[<prev] [next>] [<thread-prev] [day] [month] [year] [list]
Message-ID: <xr93wr6n7ipc.fsf@gthelen.mtv.corp.google.com>
Date: Wed, 14 Mar 2012 00:19:43 -0700
From: Greg Thelen <gthelen@...gle.com>
To: linux-mm <linux-mm@...ck.org>, Zheng Liu <gnehzuil.liu@...il.com>
Cc: linux-kernel <linux-kernel@...r.kernel.org>,
Konstantin Khlebnikov <khlebnikov@...nvz.org>
Subject: Re: Control page reclaim granularity
Zheng Liu <gnehzuil.liu@...il.com> writes:
> Hi Greg,
>
> Sorry, I forgot to say that I don't subscribe linux-mm and linux-kernel
> mailing list. So please Cc me.
>
> I am glad to receive your reply and I am very interesting for your
> approach. Actually I am not very familiar with CGroup. So would you
> please send your patch to me if you can? Thank you all the same.
>
> Regards,
> Zheng
Sorry for the delay, I had trouble finding my old prototype patch. The
patch below is based on v2.6.34. The patch is just an idea not a
complete solution.
>From b1b127e0e1443446d51353b0d7a776bddc046009 Mon Sep 17 00:00:00 2001
From: Greg Thelen <gthelen@...gle.com>
Date: Sat, 5 Jun 2010 17:26:06 -0700
Subject: [PATCH] memcg: prototype of dentry/cgroup binding.

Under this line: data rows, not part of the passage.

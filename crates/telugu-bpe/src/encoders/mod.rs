//! # Symbol Encoders
//!
//! Encoding replays a model's merge rules, strictly in learning order,
//! over the words of preprocessed text.
//!
//! ## Example
//!
//! ```rust
//! use telugu_bpe::{
//!     encoders::{MergeReplayEncoder, SymbolEncoder},
//!     preprocess::preprocess,
//!     training::learn,
//! };
//!
//! let text = preprocess("అమ్మ అమ్మ నాన్న");
//! let encoder = MergeReplayEncoder::new(learn(&text, 20));
//!
//! let tokens = encoder.encode(preprocess("అమ్మ"));
//! assert_eq!(tokens, vec!["అమ్మ"]);
//! ```

mod merge_replay_encoder;
mod symbol_encoder;

#[doc(inline)]
pub use merge_replay_encoder::*;
#[doc(inline)]
pub use symbol_encoder::*;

JUST A PROTOTYPE: DO NOT SUBMIT
This creates a /dev/cgroup/memory/X/memory.dir_roots file which one can
use to register a directory file descriptors. The idea is that future
charges to registered directories, including child inodes, will be
billed to memcg X rather than whatever memcg the faulting process runs
within.
---
fs/dcache.c | 4 +++
include/linux/dcache.h | 1 +
include/linux/memcontrol.h | 2 +-
mm/filemap.c | 3 ++
mm/memcontrol.c | 64 ++++++++++++++++++++++++++++++++++++++++++++
5 files changed, 73 insertions(+), 1 deletions(-)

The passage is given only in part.